_Task directions_
Return only the lines starting at the line that contains "type Item = Key;" and ending with the final line of the listing; include both endpoints.

BEGIN

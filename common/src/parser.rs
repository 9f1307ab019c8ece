//! APIレスポンスパーサー
//!
//! Chat Completionsのレスポンス本文から説明文を取り出す

use crate::error::{Error, Result};
use crate::types::DescriptionResponse;
use serde::Deserialize;

/// レスポンス本文をパースして先頭choiceの本文を返す
///
/// # Returns
/// * `Ok(String)` - 先頭choiceの `message.content`
/// * `Err(Error::Parse)` - JSONとして不正
/// * `Err(Error::EmptyResponse)` - choicesが空、または本文がnull
///
/// # Examples
/// ```
/// use snap_describe_common::parse_description_response;
///
/// let body = r#"{"choices":[{"message":{"content":"A red apple on a table."}}]}"#;
/// assert_eq!(parse_description_response(body).unwrap(), "A red apple on a table.");
/// ```
pub fn parse_description_response(body: &str) -> Result<String> {
    let response: DescriptionResponse = serde_json::from_str(body)
        .map_err(|e| Error::Parse(format!("レスポンスJSONパースエラー: {}", e)))?;

    response
        .first_content()
        .map(str::to_string)
        .ok_or(Error::EmptyResponse)
}

#[derive(Deserialize)]
struct ApiErrorBody {
    error: ApiErrorDetail,
}

#[derive(Deserialize)]
struct ApiErrorDetail {
    message: String,
}

/// エラーレスポンス `{"error":{"message":...}}` からメッセージを抽出
pub fn extract_api_error(body: &str) -> Option<String> {
    serde_json::from_str::<ApiErrorBody>(body)
        .ok()
        .map(|b| b.error.message)
        .filter(|m| !m.trim().is_empty())
}
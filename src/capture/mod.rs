//! 画像取得モジュール
//!
//! カメラからの静止画1枚を撮影して保存し、保存先のLocatorを返す。
//! 撮影はユーザー操作でのみ呼ばれる。

mod source;
#[cfg(feature = "webcam")]
mod webcam;
mod worker;

pub use source::{FrameSource, StillSource};
#[cfg(feature = "webcam")]
pub use webcam::WebcamSource;

use crate::error::{CaptureError, Result, SnapError};
use image::RgbaImage;
use std::path::{Path, PathBuf};
use std::sync::atomic::{AtomicUsize, Ordering};
use std::sync::mpsc::{self, Sender};
use std::sync::Arc;
use std::thread::JoinHandle;
use tokio::sync::oneshot;
use worker::{Command, Worker};

/// 保存済み画像の参照
#[derive(Debug, Clone, PartialEq, Eq)]
pub struct Locator(PathBuf);

impl Locator {
    pub fn new(path: impl Into<PathBuf>) -> Self {
        Self(path.into())
    }

    pub fn path(&self) -> &Path {
        &self.0
    }

    pub fn uri(&self) -> String {
        format!("file://{}", self.0.display())
    }
}

impl std::fmt::Display for Locator {
    fn fmt(&self, f: &mut std::fmt::Formatter<'_>) -> std::fmt::Result {
        f.write_str(&self.uri())
    }
}

/// 撮影済み画像（バイト列は必要になった時点で読み込む）
#[derive(Debug, Clone)]
pub struct CapturedImage {
    locator: Locator,
    raw: Option<Vec<u8>>,
}

impl CapturedImage {
    pub fn new(locator: Locator) -> Self {
        Self { locator, raw: None }
    }

    pub fn locator(&self) -> &Locator {
        &self.locator
    }

    pub fn is_loaded(&self) -> bool {
        self.raw.is_some()
    }

    pub fn bytes(&mut self) -> Result<&[u8]> {
        if self.raw.is_none() {
            let path = self.locator.path();
            let data = std::fs::read(path)
                .map_err(|_| SnapError::FileNotFound(path.display().to_string()))?;
            self.raw = Some(data);
        }
        Ok(self.raw.as_deref().unwrap_or_default())
    }
}

/// カメラセッション
///
/// 専用ワーカースレッドを1本所有する。`capture` のたびにワーカー側で
/// 既存パイプラインを解除してから再バインドするため、有効なパイプラインは常に最大1つ。
pub struct CaptureSession {
    commands: Sender<Command>,
    handle: Option<JoinHandle<()>>,
    output_dir: PathBuf,
    active: Arc<AtomicUsize>,
}

impl CaptureSession {
    /// ワーカーを起動
    ///
    /// `factory` はワーカースレッド上で呼ばれ、カメラ入力を生成する
    pub fn start<F>(factory: F, output_dir: PathBuf) -> Result<Self>
    where
        F: FnOnce() -> Box<dyn FrameSource> + Send + 'static,
    {
        let (tx, rx) = mpsc::channel();
        let active = Arc::new(AtomicUsize::new(0));
        let worker_active = active.clone();

        let handle = std::thread::Builder::new()
            .name("camera-worker".into())
            .spawn(move || Worker::new(factory(), worker_active).run(rx))?;

        Ok(Self {
            commands: tx,
            handle: Some(handle),
            output_dir,
            active,
        })
    }

    pub fn output_dir(&self) -> &Path {
        &self.output_dir
    }

    /// プレビュー用パイプラインをバインド（フレームを `sink` へ送る）
    pub fn bind_preview(&self, sink: Sender<RgbaImage>) -> std::result::Result<(), CaptureError> {
        self.commands
            .send(Command::BindPreview(sink))
            .map_err(|_| CaptureError::WorkerGone)
    }

    pub fn unbind(&self) -> std::result::Result<(), CaptureError> {
        self.commands
            .send(Command::Unbind)
            .map_err(|_| CaptureError::WorkerGone)
    }

    /// 静止画を1枚撮影して保存
    pub async fn capture(&self) -> std::result::Result<Locator, CaptureError> {
        let (reply, result) = oneshot::channel();
        self.commands
            .send(Command::Capture {
                dir: self.output_dir.clone(),
                reply,
            })
            .map_err(|_| CaptureError::WorkerGone)?;

        result.await.map_err(|_| CaptureError::WorkerGone)?
    }

    /// 現在バインドされているパイプライン数（0 または 1）
    pub fn active_pipelines(&self) -> usize {
        self.active.load(Ordering::SeqCst)
    }

    /// ワーカーを停止して待機
    pub fn shutdown(mut self) {
        self.stop();
    }

    fn stop(&mut self) {
        if let Some(handle) = self.handle.take() {
            let _ = self.commands.send(Command::Shutdown);
            if handle.join().is_err() {
                log::error!("camera worker panicked");
            }
        }
    }
}

impl Drop for CaptureSession {
    fn drop(&mut self) {
        self.stop();
    }
}
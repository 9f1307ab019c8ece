//! リクエスト生成モジュール
//!
//! 1枚の画像につき1メッセージ（テキスト指示 → 画像の順）のリクエストを組み立てる

use crate::types::{Content, DescriptionRequest, ImageUrl, Message, Role};

/// 既定モデル
pub const DEFAULT_MODEL: &str = "gpt-4o";

/// 応答トークン上限（サーバー側で適用される）
pub const DEFAULT_MAX_TOKENS: u32 = 300;

/// 画像説明の指示文
pub const DESCRIBE_PROMPT: &str = "Please describe what is in this image.";

/// 画像説明リクエストを生成
///
/// # Arguments
/// * `data_uri` - `data:image/png;base64,...` 形式のData URI
/// * `model` - モデル名
/// * `prompt` - テキスト指示
/// * `max_tokens` - 応答トークン上限
///
/// # Examples
/// ```
/// use snap_describe_common::{build_description_request, DEFAULT_MODEL, DESCRIBE_PROMPT};
///
/// let request = build_description_request("data:image/png;base64,AAAA", DEFAULT_MODEL, DESCRIBE_PROMPT, 300);
/// assert_eq!(request.messages.len(), 1);
/// assert_eq!(request.messages[0].content.len(), 2);
/// ```
pub fn build_description_request(
    data_uri: &str,
    model: &str,
    prompt: &str,
    max_tokens: u32,
) -> DescriptionRequest {
    let text = Content::Text { text: prompt.to_string() };
    let image = Content::ImageUrl {
        image_url: ImageUrl { url: data_uri.to_string() },
    };

    DescriptionRequest {
        model: model.to_string(),
        messages: vec![Message {
            role: Role::User,
            content: vec![text, image],
        }],
        max_tokens,
    }
}
use super::source::FrameSource;
use crate::error::CaptureError;
use image::{DynamicImage, RgbaImage};
use kamera::Camera as KCamera;

/// kameraによる実機カメラ入力
pub struct WebcamSource {
    index: usize,
    camera: Option<KCamera>,
    rgba_buffer: Vec<u8>,
}

impl WebcamSource {
    pub fn new(index: usize) -> Self {
        Self {
            index,
            camera: None,
            rgba_buffer: vec![],
        }
    }
}

impl FrameSource for WebcamSource {
    fn name(&self) -> String {
        format!("webcam:{}", self.index)
    }

    fn open(&mut self) -> Result<(), CaptureError> {
        if self.camera.is_some() {
            return Err(CaptureError::Busy);
        }
        let camera = KCamera::new_device(self.index)
            .ok_or_else(|| CaptureError::NoCamera(format!("camera id {} not exist", self.index)))?;
        camera.start();
        self.camera = Some(camera);
        Ok(())
    }

    fn grab(&mut self) -> Result<DynamicImage, CaptureError> {
        let camera = self
            .camera
            .as_ref()
            .ok_or_else(|| CaptureError::Frame("パイプライン未接続".into()))?;

        let frame = camera
            .wait_for_frame()
            .ok_or_else(|| CaptureError::Frame("フレーム取得失敗".into()))?;

        let (width, height) = frame.size_u32();
        if self.rgba_buffer.len() as u32 != width * height * 4 {
            self.rgba_buffer = vec![0; (width * height * 4) as usize];
        }
        let frame_data = frame.data();
        let data_u8 = frame_data.data_u8();
        // BGRA → RGBA
        for (rgba, bgra) in self.rgba_buffer.chunks_exact_mut(4).zip(data_u8.chunks_exact(4)) {
            rgba.copy_from_slice(&[bgra[2], bgra[1], bgra[0], bgra[3]]);
        }

        RgbaImage::from_raw(width, height, self.rgba_buffer.clone())
            .map(DynamicImage::ImageRgba8)
            .ok_or_else(|| CaptureError::Frame(format!("フレームサイズ不正 {width}x{height}")))
    }

    fn close(&mut self) {
        if let Some(camera) = self.camera.take() {
            camera.stop();
        }
    }
}
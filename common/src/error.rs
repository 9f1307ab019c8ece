//! エラー型定義

use thiserror::Error;

/// 共通エラー型
#[derive(Error, Debug)]
pub enum Error {
    #[error("JSON error: {0}")]
    Json(#[from] serde_json::Error),

    #[error("Parse error: {0}")]
    Parse(String),

    /// choicesが空（説明文なし）
    #[error("Empty response: no choices returned")]
    EmptyResponse,
}

/// Result型エイリアス
pub type Result<T> = std::result::Result<T, Error>;
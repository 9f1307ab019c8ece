use crate::error::CaptureError;
use image::DynamicImage;
use std::path::{Path, PathBuf};

/// カメラ入力の抽象
///
/// `open` でパイプラインを確保し、`close` で解放する。
/// 実装はカメラワーカースレッド上で生成・使用されるため `Send` は不要。
pub trait FrameSource {
    fn name(&self) -> String;

    fn open(&mut self) -> Result<(), CaptureError>;

    fn grab(&mut self) -> Result<DynamicImage, CaptureError>;

    fn close(&mut self);
}

/// ファイルを1枚のカメラとして扱う入力
///
/// フレーム取得のたびに画像ファイルを読み直す（ヘッドレス環境・テスト用）
pub struct StillSource {
    path: PathBuf,
    opened: bool,
}

impl StillSource {
    pub fn new(path: impl Into<PathBuf>) -> Self {
        Self {
            path: path.into(),
            opened: false,
        }
    }

    pub fn path(&self) -> &Path {
        &self.path
    }
}

impl FrameSource for StillSource {
    fn name(&self) -> String {
        format!("still:{}", self.path.display())
    }

    fn open(&mut self) -> Result<(), CaptureError> {
        if !self.path.is_file() {
            return Err(CaptureError::NoCamera(self.path.display().to_string()));
        }
        self.opened = true;
        Ok(())
    }

    fn grab(&mut self) -> Result<DynamicImage, CaptureError> {
        if !self.opened {
            return Err(CaptureError::Frame("パイプライン未接続".into()));
        }
        image::open(&self.path).map_err(|e| CaptureError::Frame(e.to_string()))
    }

    fn close(&mut self) {
        self.opened = false;
    }
}
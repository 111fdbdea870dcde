//! Bluetooth Low Energy subsystem.
//!
//! This module drives a BLE stack (reached through
//! [`GattTransport`](crate::transport::GattTransport)) in **Central** role:
//!
//! 1. **Advertisement parser** - filters scan reports to peripherals
//!    advertising the HID-over-GATT Profile (HOGP).
//! 2. **Discovery engine** - walks the GATT
//!    service/characteristic/descriptor hierarchy of a connected
//!    peripheral, classifies its Report characteristics, and subscribes to
//!    input-report notifications.

pub mod adv_parser;
pub mod discovery;

use heapless::String;

use crate::config::MAX_NAME_LEN;

/// BLE peer address as delivered by the transport.
#[derive(Debug, Clone, Copy, PartialEq, Eq)]
#[cfg_attr(feature = "defmt", derive(defmt::Format))]
pub struct PeerAddress {
    /// Address kind (public / random), transport-defined encoding.
    pub kind: u8,
    /// 48-bit device address.
    pub addr: [u8; 6],
}

/// Identity of the peripheral captured during scanning.
///
/// Fixed on advertisement match and compared by value to correlate later
/// connect/disconnect events to the chosen target.
#[derive(Debug, Clone, PartialEq, Eq)]
#[cfg_attr(feature = "defmt", derive(defmt::Format))]
pub struct DeviceIdentity {
    pub peer: PeerAddress,
    /// Advertised local name, truncated to `MAX_NAME_LEN` bytes.
    pub name: String<MAX_NAME_LEN>,
}

/// HID report type from a Report Reference descriptor value.
#[derive(Debug, Clone, Copy, PartialEq, Eq)]
#[cfg_attr(feature = "defmt", derive(defmt::Format))]
pub enum ReportType {
    Input,
    Output,
    Feature,
    /// Value outside the assigned 1..=3 range.
    Unknown(u8),
}

impl From<u8> for ReportType {
    fn from(raw: u8) -> Self {
        match raw {
            1 => ReportType::Input,
            2 => ReportType::Output,
            3 => ReportType::Feature,
            other => ReportType::Unknown(other),
        }
    }
}
//! Transport boundary: the GATT client primitives this crate consumes.
//!
//! The radio and its BLE stack live behind [`GattTransport`].  Every method
//! is fire-and-forget: a `Ok(())` return only means the command was
//! accepted.  Results arrive later as [`TransportEvent`]s fed into
//! [`KeyboardHost::handle_transport_event`](crate::host::KeyboardHost::handle_transport_event),
//! correlated by connection and attribute handle - never by call-site
//! continuation.

use crate::ble::PeerAddress;

/// Formatting bound for transport errors: `defmt::Format` under the
/// `defmt` feature, `core::fmt::Debug` otherwise.
#[cfg(not(feature = "defmt"))]
pub trait ErrorFormat: core::fmt::Debug {}
#[cfg(not(feature = "defmt"))]
impl<T: core::fmt::Debug> ErrorFormat for T {}

/// Formatting bound for transport errors: `defmt::Format` under the
/// `defmt` feature, `core::fmt::Debug` otherwise.
#[cfg(feature = "defmt")]
pub trait ErrorFormat: defmt::Format {}
#[cfg(feature = "defmt")]
impl<T: defmt::Format> ErrorFormat for T {}

/// Asynchronous GATT client primitives, implemented over a concrete BLE
/// stack by the embedding application.
pub trait GattTransport {
    /// Error returned when the stack rejects a command outright.
    type Error: ErrorFormat;

    /// Start a scan for `timeout_ms`.  Advertisement reports and the
    /// terminal [`TransportEvent::ScanDone`] arrive as events.
    fn scan(&mut self, timeout_ms: u32, interval_us: u32, window_us: u32)
        -> Result<(), Self::Error>;

    /// Stop an in-progress scan early.
    fn stop_scan(&mut self) -> Result<(), Self::Error>;

    /// Initiate a connection to the given peer.
    fn connect(&mut self, peer: PeerAddress) -> Result<(), Self::Error>;

    /// Tear down the given connection.
    fn disconnect(&mut self, conn: u16) -> Result<(), Self::Error>;

    /// Discover primary services, filtered to a 16-bit service UUID.
    fn discover_services(&mut self, conn: u16, uuid16: u16) -> Result<(), Self::Error>;

    /// Discover characteristics in a handle range.
    fn discover_characteristics(&mut self, conn: u16, start: u16, end: u16)
        -> Result<(), Self::Error>;

    /// Discover descriptors in a handle range.
    fn discover_descriptors(&mut self, conn: u16, start: u16, end: u16)
        -> Result<(), Self::Error>;

    /// Read an attribute value; the data arrives as
    /// [`TransportEvent::ReadResult`].
    fn read(&mut self, conn: u16, handle: u16) -> Result<(), Self::Error>;

    /// Write an attribute value.  `request` selects write-with-response.
    fn write(&mut self, conn: u16, handle: u16, data: &[u8], request: bool)
        -> Result<(), Self::Error>;
}

/// Events delivered by the transport.
///
/// Payloads are borrowed from the transport's receive buffers; the core
/// copies out whatever it needs before the handler returns.
#[derive(Debug, Clone, Copy, PartialEq, Eq)]
#[cfg_attr(feature = "defmt", derive(defmt::Format))]
pub enum TransportEvent<'a> {
    /// A single advertisement report observed during scanning.
    AdvReport {
        peer: PeerAddress,
        /// Raw advertisement kind (0x00 = ADV_IND, 0x01 = ADV_DIRECT_IND, ...).
        adv_kind: u8,
        rssi: i8,
        payload: &'a [u8],
    },
    /// The scan window closed (or the scan was stopped).
    ScanDone,
    /// A connection attempt completed.
    Connected { conn: u16, peer: PeerAddress },
    /// The link dropped, or a requested disconnect completed.
    Disconnected { conn: u16 },
    /// One primary service matching the discovery filter.
    ServiceRange { conn: u16, start: u16, end: u16, uuid16: u16 },
    /// Service discovery finished.
    ServicesDone { conn: u16 },
    /// One characteristic in the requested range.
    Characteristic { conn: u16, value_handle: u16, properties: u8, uuid16: u16 },
    /// Characteristic discovery finished.
    CharacteristicsDone { conn: u16 },
    /// One descriptor in the requested range.
    Descriptor { conn: u16, handle: u16, uuid16: u16 },
    /// One descriptor-discovery request finished.
    DescriptorsDone { conn: u16 },
    /// Completion of a `read`.
    ReadResult { conn: u16, handle: u16, data: &'a [u8] },
    /// Completion of a `write` (`ok == false` means the peer rejected it).
    WriteDone { conn: u16, handle: u16, ok: bool },
    /// Unsolicited notification on a subscribed characteristic.
    Notify { conn: u16, value_handle: u16, data: &'a [u8] },
}
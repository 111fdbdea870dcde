//! HID boot-protocol keyboard report decoding.
//!
//! Layout (8 bytes):
//! ```text
//! Byte 0: Modifier keys (bitfield)
//!         Bit 0 = Left Ctrl,  Bit 1 = Left Shift,
//!         Bit 2 = Left Alt,   Bit 3 = Left GUI,
//!         Bit 4 = Right Ctrl, Bit 5 = Right Shift,
//!         Bit 6 = Right Alt,  Bit 7 = Right GUI
//! Byte 1: Reserved
//! Byte 2-7: Up to 6 simultaneous key usage codes, 0 = empty slot
//! ```

use crate::hid::keymap::{apply_shift, usage_to_char};
use crate::hid::Key;

/// Keyboard report size in bytes.
pub const KEYBOARD_REPORT_SIZE: usize = 8;

/// Standard HID boot-protocol keyboard report.
#[derive(Clone, Copy, Default, Debug, PartialEq, Eq)]
#[cfg_attr(feature = "defmt", derive(defmt::Format))]
pub struct KeyboardReport {
    /// Modifier key bitfield.
    pub modifier: u8,
    /// Reserved byte, ignored.
    pub reserved: u8,
    /// Up to 6 simultaneously pressed key usage codes.
    pub keycodes: [u8; 6],
}

impl KeyboardReport {
    /// Parse from raw notification bytes.
    ///
    /// Reports shorter than 8 bytes are malformed and yield `None`; longer
    /// payloads are accepted with the extra bytes ignored.
    pub fn from_bytes(data: &[u8]) -> Option<Self> {
        if data.len() < KEYBOARD_REPORT_SIZE {
            return None;
        }
        Some(Self {
            modifier: data[0],
            reserved: data[1],
            keycodes: [data[2], data[3], data[4], data[5], data[6], data[7]],
        })
    }

    /// Lazy iterator over the decoded keys of this report, in slot order.
    ///
    /// Slot order is a design choice, not press order - the report format
    /// already lost sub-report ordering on the wire.
    pub fn keys(&self) -> Keys {
        Keys {
            report: *self,
            slot: 0,
        }
    }
}

/// Iterator produced by [`KeyboardReport::keys`].
///
/// Owns a copy of the (8-byte) report.  Empty slots (usage 0) are skipped;
/// mapped usages come out as [`Key::Char`] with the shift modifier applied,
/// unmapped ones as exactly one [`Key::Unmapped`] carrying the raw code.
#[derive(Clone)]
pub struct Keys {
    report: KeyboardReport,
    slot: usize,
}

impl Iterator for Keys {
    type Item = Key;

    fn next(&mut self) -> Option<Key> {
        while self.slot < self.report.keycodes.len() {
            let usage = self.report.keycodes[self.slot];
            self.slot += 1;
            if usage == 0 {
                continue;
            }
            let key = match usage_to_char(usage) {
                Some(ch) => Key::Char(apply_shift(ch, self.report.modifier)),
                None => Key::Unmapped(usage),
            };
            return Some(key);
        }
        None
    }
}

// ═══════════════════════════════════════════════════════════════════════════
// Unit Tests
// ═══════════════════════════════════════════════════════════════════════════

END

_Result for this task_
    type Item = Key;

    fn next(&mut self) -> Option<Key> {
        while self.slot < self.report.keycodes.len() {
            let usage = self.report.keycodes[self.slot];
            self.slot += 1;
            if usage == 0 {
                continue;
            }
            let key = match usage_to_char(usage) {
                Some(ch) => Key::Char(apply_shift(ch, self.report.modifier)),
                None => Key::Unmapped(usage),
            };
            return Some(key);
        }
        None
    }
}

// ═══════════════════════════════════════════════════════════════════════════
// Unit Tests
// ═══════════════════════════════════════════════════════════════════════════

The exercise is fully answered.